Gap 3: Loss Function Misalignment: The loss function $\mathcal{L}$ is a mathematical proxy for what we actually care about. In classification, we approximate the goal “maximize accuracy on real-world data where mistakes have serious consequences” with the loss function “minimize cross-entropy on labeled training samples.” In regression, we approximate “make predictions useful for downstream decision-making” with “minimize mean squared error.” These are not equivalent. As the problem becomes more consequential (medicine, criminal justice, hiring), the gap between the mathematical objective and the actual human goal grows.

Gap 4: Computational Intractability: Even if the problem is well-specified and the objective is correct, finding the global optimum may be computationally impossible. Many optimization problems are NP-hard; finding the exact solution requires time exponential in the problem size. We use heuristics (gradient descent, simulated annealing, genetic algorithms) that find local optima, which may be arbitrarily far from the global optimum.

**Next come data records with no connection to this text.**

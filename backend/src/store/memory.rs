//! In-process store
//!
//! Keeps plants and detections in memory, assigns ids and enforces code
//! uniqueness. Detections embed their plant at read time, so a detection whose
//! plant was deleted is returned without one.

use std::sync::Arc;

use serde::Deserialize;
use tokio::sync::RwLock;

use super::{DetectionQuery, StoreError, StoreResult};
use crate::models::{Detection, NewPlant, Plant, PlantInput, PlantRef};

#[derive(Default)]
struct MemoryData {
    plants: Vec<Plant>,
    detections: Vec<Detection>,
    next_plant_id: i64,
}

/// Demo rows loaded into the memory backend at startup
#[derive(Debug, Default, Deserialize)]
pub struct SeedData {
    #[serde(default)]
    pub plants: Vec<Plant>,
    #[serde(default)]
    pub detections: Vec<Detection>,
}

#[derive(Clone, Default)]
pub struct MemoryStore {
    data: Arc<RwLock<MemoryData>>,
}

impl MemoryData {
    fn plant(&self, id: i64) -> Option<&Plant> {
        self.plants.iter().find(|p| p.id == id)
    }

    fn embed(&self, detection: &Detection) -> Detection {
        let mut detection = detection.clone();
        detection.plant = self.plant(detection.plant_id).map(|p| PlantRef {
            code: p.code.clone(),
            field_number: p.field_number,
            row_number: Some(p.row_number),
            position_number: Some(p.position_number),
        });
        detection
    }

    fn matching(&self, query: &DetectionQuery) -> Vec<Detection> {
        self.detections
            .iter()
            .map(|d| self.embed(d))
            .filter(|d| match query.field {
                Some(field) => d.field_number() == Some(field),
                None => true,
            })
            .filter(|d| match query.since {
                Some(since) => d.timestamp.instant().map_or(false, |at| at >= since),
                None => true,
            })
            .collect()
    }
}

impl MemoryStore {
    pub fn new() -> Self {
        Self::default()
    }

    /// Store pre-built plants and detections, keeping their ids
    pub async fn seed(&self, seed: SeedData) {
        let SeedData { plants, detections } = seed;
        let mut data = self.data.write().await;
        data.next_plant_id = data
            .next_plant_id
            .max(plants.iter().map(|p| p.id).max().unwrap_or(0));
        data.plants.extend(plants);
        data.detections
            .extend(detections.into_iter().map(|d| Detection { plant: None, ..d }));
    }

    pub async fn list_plants(&self, field: Option<i32>) -> Vec<Plant> {
        let data = self.data.read().await;
        let mut plants: Vec<Plant> = data
            .plants
            .iter()
            .filter(|p| field.map_or(true, |f| p.field_number == f))
            .cloned()
            .collect();
        plants.sort_by_key(|p| (p.field_number, p.row_number, p.position_number, p.id));
        plants
    }

    pub async fn count_plants(&self, field: Option<i32>) -> u64 {
        let data = self.data.read().await;
        data.plants
            .iter()
            .filter(|p| field.map_or(true, |f| p.field_number == f))
            .count() as u64
    }

    pub async fn get_plant(&self, id: i64) -> Option<Plant> {
        self.data.read().await.plant(id).cloned()
    }

    pub async fn insert_plant(&self, plant: NewPlant) -> StoreResult<Plant> {
        let mut data = self.data.write().await;
        if data.plants.iter().any(|p| p.code == plant.code) {
            return Err(StoreError::DuplicateCode(plant.code));
        }
        data.next_plant_id += 1;
        let plant = plant.into_plant(data.next_plant_id);
        data.plants.push(plant.clone());
        Ok(plant)
    }

    pub async fn update_plant(&self, id: i64, input: PlantInput) -> StoreResult<Plant> {
        let mut data = self.data.write().await;
        let plant = data
            .plants
            .iter_mut()
            .find(|p| p.id == id)
            .ok_or(StoreError::PlantNotFound(id))?;
        plant.apply(input);
        Ok(plant.clone())
    }

    pub async fn delete_plant(&self, id: i64) -> StoreResult<()> {
        let mut data = self.data.write().await;
        let before = data.plants.len();
        data.plants.retain(|p| p.id != id);
        if data.plants.len() == before {
            return Err(StoreError::PlantNotFound(id));
        }
        Ok(())
    }

    pub async fn list_detections(&self, query: &DetectionQuery) -> Vec<Detection> {
        let mut detections = self.data.read().await.matching(query);
        detections.sort_by(|a, b| (&a.timestamp, a.id).cmp(&(&b.timestamp, b.id)));
        if !query.order.is_ascending() {
            detections.reverse();
        }
        if let Some(limit) = query.limit {
            detections.truncate(limit);
        }
        detections
    }

    pub async fn count_detections(&self, query: &DetectionQuery) -> u64 {
        self.data.read().await.matching(query).len() as u64
    }

    pub async fn list_fields(&self) -> Vec<i32> {
        let data = self.data.read().await;
        let mut fields: Vec<i32> = data.plants.iter().map(|p| p.field_number).collect();
        fields.sort_unstable();
        fields.dedup();
        fields
    }
}
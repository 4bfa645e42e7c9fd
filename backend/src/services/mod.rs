//! Business logic services for the MADUREX server
//!
//! One service per view. Every service fetches what its view needs from the
//! store and hands the rows to the view model builders in `shared`.

pub mod dashboard;
pub mod detection;
pub mod greenhouse;
pub mod plant;
pub mod qr;

pub use dashboard::DashboardService;
pub use detection::DetectionService;
pub use greenhouse::GreenhouseService;
pub use plant::PlantService;
pub use qr::QrService;

use crate::error::AppError;
use crate::store::StoreError;

/// Map a failed read to `StoreRead`, logging it against the view that issued it
pub(crate) fn read_error(view: &'static str) -> impl Fn(StoreError) -> AppError {
    move |err| {
        tracing::error!(view, error = %err, "Store read failed");
        AppError::store_read(view, err.to_string())
    }
}

/// Map a failed plant write
pub(crate) fn write_error(err: StoreError) -> AppError {
    match err {
        StoreError::PlantNotFound(id) => AppError::NotFound(format!("Plant {}", id)),
        StoreError::DuplicateCode(code) => AppError::Conflict {
            resource: "code".to_string(),
            message: format!("Plant code {} already exists", code),
            message_es: format!("El código {} ya existe", code),
        },
        other => {
            tracing::error!(error = %other, "Store write failed");
            AppError::StoreWrite(other.to_string())
        }
    }
}
//! External API integrations

pub mod qr_image;

pub use qr_image::{QrImage, QrImageClient};
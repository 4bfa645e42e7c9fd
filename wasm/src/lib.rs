//! WebAssembly module for the MADUREX dashboard
//!
//! Provides client-side computation for:
//! - Ripeness classification and display formatting
//! - Plant registry and detection log filtering over cached rows
//! - Dashboard and greenhouse map view models
//! - View switching, filter state, theme persistence and stale-load detection

use chrono::{DateTime, Utc};
use shared::render;
use wasm_bindgen::prelude::*;

// Re-export shared types for use in JavaScript
pub use shared::models::*;
pub use shared::types::*;
pub use shared::validation::*;

use shared::{
    build_dashboard, build_detection_log, build_greenhouse, build_plant_registry,
    classify_ripeness, field_options, format_date_only_str, format_date_time_str,
    format_percent, next_plant_code, qr_download_filename, qr_image_url, render_qr_png,
    DashboardInput, Detection, DetectionFilter, LoadTicket, LoadTracker, Plant, PlantFilter,
    Theme, View, ViewState, DEFAULT_QR_ENDPOINT, DEFAULT_QR_SIZE, DEFAULT_RECENT_LIMIT,
    THEME_STORAGE_KEY,
};

/// Initialize the WASM module
#[wasm_bindgen(start)]
pub fn init() {
    // Set up panic hook for better error messages in browser console
    #[cfg(feature = "console_error_panic_hook")]
    console_error_panic_hook::set_once();
}

fn parse_rows<T: serde::de::DeserializeOwned>(json: &str, what: &str) -> Result<Vec<T>, JsValue> {
    serde_json::from_str(json).map_err(|e| JsValue::from_str(&format!("Invalid {} JSON: {}", what, e)))
}

fn to_json<T: serde::Serialize>(value: &T) -> Result<String, JsValue> {
    serde_json::to_string(value).map_err(|e| JsValue::from_str(&format!("Serialization failed: {}", e)))
}

fn parse_field(field: &str) -> Result<Option<i32>, JsValue> {
    parse_field_filter(field).map_err(JsValue::from_str)
}

fn parse_view(view: &str) -> Result<View, JsValue> {
    view.parse().map_err(|e: String| JsValue::from_str(&e))
}

/// Ripeness status of a ripe percentage: ready, partial, unripe or no-data
#[wasm_bindgen]
pub fn ripeness_status(ripe_percentage: Option<f64>) -> String {
    classify_ripeness(ripe_percentage).to_string()
}

/// CSS class for a ripe percentage
#[wasm_bindgen]
pub fn ripeness_css_class(ripe_percentage: Option<f64>) -> String {
    classify_ripeness(ripe_percentage).css_class().to_string()
}

#[wasm_bindgen]
pub fn format_ripe_percent(value: Option<f64>) -> String {
    format_percent(value)
}

#[wasm_bindgen]
pub fn format_timestamp(raw: Option<String>) -> String {
    format_date_time_str(raw.as_deref())
}

#[wasm_bindgen]
pub fn format_timestamp_date(raw: Option<String>) -> String {
    format_date_only_str(raw.as_deref())
}

/// Code to propose for a new plant given the current plant count
#[wasm_bindgen]
pub fn propose_plant_code(current_count: u32) -> String {
    next_plant_code(u64::from(current_count), 0)
}

/// Filter cached plants and return the registry view model as JSON
#[wasm_bindgen]
pub fn plant_registry_view(plants_json: &str, field: &str, search: &str) -> Result<String, JsValue> {
    let plants: Vec<Plant> = parse_rows(plants_json, "plants")?;
    let filter = PlantFilter {
        field: parse_field(field)?,
        search: Some(search.to_string()),
    };
    to_json(&build_plant_registry(&plants, filter))
}

/// Filter cached plants and return the `<tbody>` markup
#[wasm_bindgen]
pub fn plant_registry_rows_html(plants_json: &str, field: &str, search: &str) -> Result<String, JsValue> {
    let plants: Vec<Plant> = parse_rows(plants_json, "plants")?;
    let filter = PlantFilter {
        field: parse_field(field)?,
        search: Some(search.to_string()),
    };
    Ok(render::render_plant_rows(&build_plant_registry(&plants, filter)))
}

fn detection_filter(field: &str, plant: &str, from: &str, to: &str) -> Result<DetectionFilter, JsValue> {
    Ok(DetectionFilter {
        field: parse_field(field)?,
        plant: Some(plant.to_string()),
        from: parse_date_filter(from).map_err(JsValue::from_str)?,
        to: parse_date_filter(to).map_err(JsValue::from_str)?,
    })
}

/// Filter cached detections and return the log view model as JSON
#[wasm_bindgen]
pub fn detection_log_view(
    detections_json: &str,
    field: &str,
    plant: &str,
    from: &str,
    to: &str,
) -> Result<String, JsValue> {
    let detections: Vec<Detection> = parse_rows(detections_json, "detections")?;
    let options = detection_field_options(&detections);
    let view = build_detection_log(&detections, detection_filter(field, plant, from, to)?, options);
    to_json(&view)
}

/// Filter cached detections and return the `<tbody>` markup
#[wasm_bindgen]
pub fn detection_log_rows_html(
    detections_json: &str,
    field: &str,
    plant: &str,
    from: &str,
    to: &str,
) -> Result<String, JsValue> {
    let detections: Vec<Detection> = parse_rows(detections_json, "detections")?;
    let options = detection_field_options(&detections);
    let view = build_detection_log(&detections, detection_filter(field, plant, from, to)?, options);
    Ok(render::render_detection_rows(&view))
}

fn detection_field_options(detections: &[Detection]) -> Vec<i32> {
    let mut fields: Vec<i32> = detections.iter().filter_map(Detection::field_number).collect();
    fields.sort_unstable();
    fields.dedup();
    fields
}

/// Build the dashboard view model from rows already restricted to `field`.
/// `field_options` lists every field, since the rows may cover only one.
/// `now_ms` defaults to the browser clock.
#[wasm_bindgen]
pub fn dashboard_view(
    plants_json: &str,
    detections_json: &str,
    field: &str,
    field_options: Vec<i32>,
    now_ms: Option<f64>,
) -> Result<String, JsValue> {
    let plants: Vec<Plant> = parse_rows(plants_json, "plants")?;
    let detections: Vec<Detection> = parse_rows(detections_json, "detections")?;
    let now = chrono_from_millis(now_ms.unwrap_or_else(js_sys::Date::now))?;

    let view = build_dashboard(DashboardInput {
        plants: &plants,
        detections,
        field_filter: parse_field(field)?,
        field_options,
        now,
        recent_limit: DEFAULT_RECENT_LIMIT,
    });
    to_json(&view)
}

fn chrono_from_millis(ms: f64) -> Result<DateTime<Utc>, JsValue> {
    DateTime::from_timestamp_millis(ms as i64)
        .ok_or_else(|| JsValue::from_str("Invalid timestamp"))
}

/// Build the greenhouse map markup for every plant and detection
#[wasm_bindgen]
pub fn greenhouse_html(plants_json: &str, detections_json: &str, field: &str) -> Result<String, JsValue> {
    let plants: Vec<Plant> = parse_rows(plants_json, "plants")?;
    let detections: Vec<Detection> = parse_rows(detections_json, "detections")?;
    let view = build_greenhouse(&plants, &detections, parse_field(field)?, field_options(&plants));
    Ok(render::render_greenhouse(&view))
}

/// `<option>` markup for a field selector
#[wasm_bindgen]
pub fn field_options_html(plants_json: &str, selected: &str) -> Result<String, JsValue> {
    let plants: Vec<Plant> = parse_rows(plants_json, "plants")?;
    Ok(render::render_field_options(&field_options(&plants), parse_field(selected)?))
}

#[wasm_bindgen]
pub fn qr_filename(code: &str) -> String {
    qr_download_filename(code)
}

/// PNG bytes of the plant's QR code, rendered in the browser
#[wasm_bindgen]
pub fn qr_png(code: &str) -> Result<Vec<u8>, JsValue> {
    render_qr_png(code, DEFAULT_QR_SIZE).map_err(|e| JsValue::from_str(&e.to_string()))
}

/// External image URL, for when `qr_png` fails
#[wasm_bindgen]
pub fn qr_fallback_url(code: &str) -> String {
    qr_image_url(DEFAULT_QR_ENDPOINT, code, DEFAULT_QR_SIZE)
}

/// Browser-side view state: the visible view, per-view filters, the theme and
/// the load generations used to discard stale responses
#[wasm_bindgen]
pub struct DashboardSession {
    state: ViewState,
    loads: LoadTracker,
}

#[wasm_bindgen]
impl DashboardSession {
    #[wasm_bindgen(constructor)]
    pub fn new() -> Self {
        Self {
            state: ViewState::default(),
            loads: LoadTracker::new(),
        }
    }

    /// Show `view`, hide the others and start its load; returns the load generation
    pub fn navigate(&mut self, view: &str) -> Result<f64, JsValue> {
        let ticket = self.select(parse_view(view)?);
        show_view(ticket.view)?;
        Ok(ticket.generation as f64)
    }

    /// Start another load of `view` without switching to it
    pub fn begin(&self, view: &str) -> Result<f64, JsValue> {
        Ok(self.loads.begin(parse_view(view)?).generation as f64)
    }

    /// Whether a load started with `generation` is still the newest for `view`
    pub fn is_current(&self, view: &str, generation: f64) -> Result<bool, JsValue> {
        Ok(self.loads.is_current(LoadTicket {
            view: parse_view(view)?,
            generation: generation as u64,
        }))
    }

    pub fn is_active(&self, view: &str) -> Result<bool, JsValue> {
        Ok(self.state.is_active(parse_view(view)?))
    }

    #[wasm_bindgen(getter)]
    pub fn active_view(&self) -> String {
        self.state.active.slug().to_string()
    }

    pub fn set_dashboard_field(&mut self, field: &str) -> Result<(), JsValue> {
        self.state.dashboard_field = parse_field(field)?;
        Ok(())
    }

    pub fn set_map_field(&mut self, field: &str) -> Result<(), JsValue> {
        self.state.map_field = parse_field(field)?;
        Ok(())
    }

    pub fn set_plant_filter(&mut self, field: &str, search: &str) -> Result<(), JsValue> {
        self.state.plant_filter = PlantFilter {
            field: parse_field(field)?,
            search: Some(search.to_string()),
        };
        Ok(())
    }

    pub fn set_detection_filter(
        &mut self,
        field: &str,
        plant: &str,
        from: &str,
        to: &str,
    ) -> Result<(), JsValue> {
        self.state.detection_filter = detection_filter(field, plant, from, to)?;
        Ok(())
    }

    pub fn clear_detection_filters(&mut self) {
        self.state.clear_detection_filters();
    }

    /// Current state as JSON, for restoring the filter controls
    pub fn state_json(&self) -> Result<String, JsValue> {
        to_json(&self.state)
    }

    /// Apply the persisted theme; returns `light` or `dark`
    pub fn restore_theme(&mut self) -> Result<String, JsValue> {
        self.state.theme = Theme::from_stored(storage()?.get_item(THEME_STORAGE_KEY)?.as_deref());
        apply_theme(self.state.theme)?;
        Ok(self.state.theme.stored_value().to_string())
    }

    /// Flip the theme, persist it and apply it; returns the new theme
    pub fn toggle_theme(&mut self) -> Result<String, JsValue> {
        let next = self.state.toggle_theme();
        storage()?.set_item(THEME_STORAGE_KEY, next.stored_value())?;
        apply_theme(next)?;
        web_sys::console::log_1(&format!("theme: {}", next.stored_value()).into());
        Ok(next.stored_value().to_string())
    }
}

impl DashboardSession {
    fn select(&mut self, view: View) -> LoadTicket {
        self.state.navigate(view);
        self.loads.begin(view)
    }
}

impl Default for DashboardSession {
    fn default() -> Self {
        Self::new()
    }
}

fn document() -> Result<web_sys::Document, JsValue> {
    web_sys::window()
        .and_then(|w| w.document())
        .ok_or_else(|| JsValue::from_str("No document available"))
}

fn show_view(active: View) -> Result<(), JsValue> {
    let document = document()?;
    for view in View::ALL {
        let shown = view == active;
        if let Some(section) = document.get_element_by_id(&view.element_id()) {
            section.class_list().toggle_with_force("active", shown)?;
        }
        let button = format!("[data-view=\"{}\"]", view.slug());
        if let Some(button) = document.query_selector(&button)? {
            button.class_list().toggle_with_force("active", shown)?;
        }
    }
    Ok(())
}

fn apply_theme(theme: Theme) -> Result<(), JsValue> {
    let document = document()?;

    if let Some(body) = document.body() {
        body.class_list()
            .toggle_with_force("dark-mode", theme.body_class().is_some())?;
    }
    if let Some(icon) = document.query_selector(".theme-icon")? {
        icon.set_text_content(Some(theme.toggle_icon()));
    }
    if let Some(button) = document.get_element_by_id("theme-toggle") {
        button.set_attribute("title", theme.toggle_title())?;
    }
    Ok(())
}

fn storage() -> Result<web_sys::Storage, JsValue> {
    web_sys::window()
        .ok_or_else(|| JsValue::from_str("No window available"))?
        .local_storage()?
        .ok_or_else(|| JsValue::from_str("localStorage unavailable"))
}
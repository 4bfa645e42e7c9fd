//! Display formatting in the fixed es-PE locale and America/Lima timezone

use chrono::{DateTime, NaiveDate, NaiveDateTime, NaiveTime, TimeZone, Utc};
use chrono_tz::Tz;

/// Timezone every date shown on the dashboard is rendered in
pub const DISPLAY_TIMEZONE: Tz = chrono_tz::America::Lima;

/// Placeholder for absent values
pub const PLACEHOLDER: &str = "-";

/// Parse a store timestamp. Values without an offset are taken as UTC.
pub fn parse_timestamp(raw: &str) -> Option<DateTime<Utc>> {
    let raw = raw.trim();
    if let Ok(dt) = DateTime::parse_from_rfc3339(raw) {
        return Some(dt.with_timezone(&Utc));
    }
    if let Ok(dt) = DateTime::parse_from_str(raw, "%Y-%m-%d %H:%M:%S%.f%#z") {
        return Some(dt.with_timezone(&Utc));
    }
    ["%Y-%m-%dT%H:%M:%S%.f", "%Y-%m-%d %H:%M:%S%.f"]
        .iter()
        .find_map(|fmt| NaiveDateTime::parse_from_str(raw, fmt).ok())
        .map(|naive| Utc.from_utc_datetime(&naive))
}

/// `15/03/2025, 09:30`
pub fn format_date_time(timestamp: &DateTime<Utc>) -> String {
    timestamp
        .with_timezone(&DISPLAY_TIMEZONE)
        .format("%d/%m/%Y, %H:%M")
        .to_string()
}

/// `15/3/2025`
pub fn format_date_only(timestamp: &DateTime<Utc>) -> String {
    format_day(local_date(timestamp))
}

/// Label for a calendar day, matching [`format_date_only`]
pub fn format_day(day: NaiveDate) -> String {
    day.format("%-d/%-m/%Y").to_string()
}

/// Format a raw timestamp string; absent renders the placeholder and
/// unparseable input is returned unchanged.
pub fn format_date_time_str(raw: Option<&str>) -> String {
    format_raw(raw, format_date_time)
}

/// Date-only variant of [`format_date_time_str`]
pub fn format_date_only_str(raw: Option<&str>) -> String {
    format_raw(raw, format_date_only)
}

fn format_raw(raw: Option<&str>, render: fn(&DateTime<Utc>) -> String) -> String {
    match raw {
        None => PLACEHOLDER.to_string(),
        Some(s) if s.trim().is_empty() => PLACEHOLDER.to_string(),
        Some(s) => parse_timestamp(s)
            .map(|ts| render(&ts))
            .unwrap_or_else(|| s.to_string()),
    }
}

/// One decimal place with a trailing `%`; absent renders `-`, never `0.0%`
pub fn format_percent(value: Option<f64>) -> String {
    match value {
        Some(v) => format!("{:.1}%", v),
        None => PLACEHOLDER.to_string(),
    }
}

/// Calendar day of a timestamp in the display timezone
pub fn local_date(timestamp: &DateTime<Utc>) -> NaiveDate {
    timestamp.with_timezone(&DISPLAY_TIMEZONE).date_naive()
}

/// Local midnight of `day` as a UTC instant
pub fn start_of_local_day(day: NaiveDate) -> DateTime<Utc> {
    local_instant(day.and_time(NaiveTime::MIN))
}

/// 23:59:59 local time of `day` as a UTC instant
pub fn end_of_local_day(day: NaiveDate) -> DateTime<Utc> {
    let end = NaiveTime::from_hms_opt(23, 59, 59).unwrap_or(NaiveTime::MIN);
    local_instant(day.and_time(end))
}

fn local_instant(naive: NaiveDateTime) -> DateTime<Utc> {
    DISPLAY_TIMEZONE
        .from_local_datetime(&naive)
        .earliest()
        .map(|dt| dt.with_timezone(&Utc))
        .unwrap_or_else(|| Utc.from_utc_datetime(&naive))
}

#[cfg(test)]
mod tests {
    use super::*;

    fn ts(raw: &str) -> DateTime<Utc> {
        parse_timestamp(raw).unwrap()
    }

    #[test]
    fn test_format_date_time_in_lima() {
        // Lima is UTC-5 all year
        assert_eq!(format_date_time(&ts("2025-03-15T14:30:00Z")), "15/03/2025, 09:30");
        assert_eq!(format_date_time(&ts("2025-03-15T02:05:00Z")), "14/03/2025, 21:05");
    }

    #[test]
    fn test_format_date_only() {
        assert_eq!(format_date_only(&ts("2025-03-05T14:30:00Z")), "5/3/2025");
        assert_eq!(format_date_only(&ts("2025-03-05T04:59:59Z")), "4/3/2025");
    }

    #[test]
    fn test_unparseable_input_returned_unchanged() {
        assert_eq!(format_date_time_str(Some("ayer")), "ayer");
        assert_eq!(format_date_only_str(Some("not-a-date")), "not-a-date");
        assert_eq!(format_date_time_str(None), "-");
        assert_eq!(format_date_time_str(Some("")), "-");
        assert_eq!(
            format_date_time_str(Some("2025-03-15T14:30:00+00:00")),
            "15/03/2025, 09:30"
        );
    }

    #[test]
    fn test_parse_store_variants() {
        assert!(parse_timestamp("2025-03-15T14:30:00.123456+00:00").is_some());
        assert!(parse_timestamp("2025-03-15 14:30:00+00").is_some());
        assert!(parse_timestamp("2025-03-15T14:30:00").is_some());
        assert!(parse_timestamp("2025-03-15 14:30:00.5").is_some());
        assert!(parse_timestamp("15/03/2025").is_none());
    }

    #[test]
    fn test_format_percent() {
        assert_eq!(format_percent(Some(60.0)), "60.0%");
        assert_eq!(format_percent(Some(33.333)), "33.3%");
        assert_eq!(format_percent(Some(0.0)), "0.0%");
        assert_eq!(format_percent(None), "-");
    }

    #[test]
    fn test_local_day_bounds() {
        let day = NaiveDate::from_ymd_opt(2025, 3, 15).unwrap();
        assert_eq!(start_of_local_day(day), ts("2025-03-15T05:00:00Z"));
        assert_eq!(end_of_local_day(day), ts("2025-03-16T04:59:59Z"));
    }
}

For some problem structures, even local optima are hard to find.

Gap 5: The Meta-Problem: Optimization finds the best solution according to a metric we chose. But we did not optimize the choice of metric itself. The decision to optimize accuracy rather than fairness, or revenue rather than user welfare, is a meta-level choice made by humans (or encoded in organizational structure) before optimization begins. Optimization cannot solve this meta-problem; it can only expose it.

Each of these gaps is fundamental. No amount of additional data, compute, or algorithmic sophistication closes all of them simultaneously.

Underspecification and Non-Identifiability

In mathematics and statistics, an inverse problem is called “underspecified” when there are multiple distinct solutions consistent with the observed data. A classic example: given the shape of a shadow on a wall, many different 3D objects could have cast that shadow. The shadow (the data) does not uniquely determine the object (the parameter).

In machine learning, underspecification is endemic. Consider a simple example: training a logistic regression model to predict loan default risk given applicant features (income, credit score, employment history). Suppose we have 100,000 training examples and a carefully labeled target variable. The loss function is convex, and optimization is straightforward. We fit a model $h_\theta(x) = \sigma(\theta^T x)$ and find parameters $\theta^*$.

But here’s the problem: there are many different parameter vectors that achieve essentially identical training loss. In fact, as long as the feature space is high-dimensional relative to the sample size (which it is, once we include nonlinear features or interactions), there are infinitely many solutions with zero training loss. Even if we regularize (add a penalty to $\theta^2$ to prefer “small” parameters), there are still many solutions with near-optimal training loss, and they make different predictions on unseen applications.

More problematically: the different solutions may differ systematically. Solution A might be more aggressive in lending to applicants from Group 1, while Solution B is more aggressive toward Group 2. Both fit the training data. But if the training data reflects historical bias (as it almost always does), both solutions will amplify different types of historical bias in different directions. Optimization cannot adjudicate between them because both are equally optimal according to the loss function.

Non-identifiability arises when the data does not provide enough information to uniquely pin down the parameters. In linear models, if you have fewer samples than features (or near-collinear features), you have non-identifiability. In deep neural networks, the situation is more subtle: the network is heavily overparameterized relative to the training data, yet mysteriously generalizes well. But this generalization is not guaranteed; different initializations and random seeds converge to different solutions, some of which generalize well and others poorly.

Objective Misalignment as a Structural Limitation

The term “objective misalignment” refers to a situation where the objective function we’re optimizing does not correspond to the actual goal we care about.

Consider content recommendation. The training objective is typically: maximize click-through rate (CTR), the fraction of recommendations that users click on. Optimizing this objective is straightforward and well-studied. However, the actual goals of a platform might be: - Maximize user well-being and cognitive health - Increase diversity of user exposure to viewpoints - Reduce time spent on the platform (to prevent addiction) - Prevent radicalization and filter bubbles

These goals directly contradict CTR optimization. Content that maximizes immediate clicks often exploits emotional triggers (outrage, division, tribalism), which harms user well-being and diversity. A system that optimizes CTR will not achieve the true goals, no matter how well it executes the optimization.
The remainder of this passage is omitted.